As a feeble attempt to correct this oversight, we ordered a salad which showcased the different tastes and textures of various tomatoes (cherry, green and purple) and came with violet orchid petals (unsure if I was supposed to eat this, I nevertheless did, and it didn’t particularly taste of anything) but sadly came with what tasted like tuna from a can. (Joe defends this, saying Spain is famous for its tinned seafood – which are frequently stacked on top of each other and lined on a wall at restaurants.)

I asked him to describe Spanish food, and he said: “Ingedients-based, simple, fresh, usually healthy and hard stones.”

He qualifies that all cuisine is ingredients-based, but “say, Italian and Spanish food – Mediterranean food in general – is like, ‘Here is your ingredient.’ Bam, you know? As in if the ingredients are good, then the dish will be good.
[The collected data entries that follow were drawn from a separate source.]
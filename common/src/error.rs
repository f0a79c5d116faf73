use thiserror::Error;

/// Typed failure taxonomy for the certification workflow.
///
/// Every operation surfaces one of these to the caller; the workflow
/// performs no silent recovery or retry. The HTTP layer maps them to
/// response codes, the contract client maps transport failures to
/// `StoreUnavailable`.
#[derive(Debug, Clone, PartialEq, Eq, Error)]
pub enum WorkflowError {
    /// Malformed input, e.g. an empty required field.
    #[error("validation failed: {0}")]
    Validation(String),
    /// No product with the given id.
    #[error("product not found: {0}")]
    NotFound(String),
    /// Certify was called on a product that is already certified.
    #[error("product already certified: {0}")]
    AlreadyCertified(String),
    /// A certification record already exists for the product.
    #[error("certification already exists for product: {0}")]
    Conflict(String),
    /// The underlying store or chain is unreachable. Not retried
    /// automatically; surfaced to the caller.
    #[error("store unavailable: {0}")]
    StoreUnavailable(String),
}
Whilst there are certain cuisines, like certain variants of Chinese, where it’s not so much about the quality of the ingredient, it’s about how they combine.”

The more extensive tapas menu at Catalunya. (Balance is key, so order well!)

By the end of our roughly three-hour meal, as we were finishing off our cheese platter (a few heartbeats away from slipping into a glorious, carbohydrate-induced food coma), we had decided that the experience was, overall, a bit of letdown.

Partly because we didn’t pay attention to how our dishes would balance or complement each other – far from healthy, yet still “hard stones” – and partly because the expectation was far too high (we were hoping at the end of it to collapse on the floor in a paroxysm of pleasure).

“You come here expecting something overwhelming, out of the ordinary,” says Joe. “I’d say on certain dishes, it was out of the ordinary, on others not.” Our bill ran up to HK$1,309 – and for some items, there was definitely buyer’s remorse.

But, hey, there are more undiscovered gems on the menu, including the lobster paella (HK$480) and the Segovian-style suckling pig (for three to four people – HK$825).

The mains menu at Catalunya.

In the end, we were rooting for Catalunya and still want it to be the orgiastic, fireworks-in-your-mouth experience — which is why we want to come back, for me so that it can “redeem itself” and Joe so he can connect with a part of his culture that rarely makes it out to Asia so intact.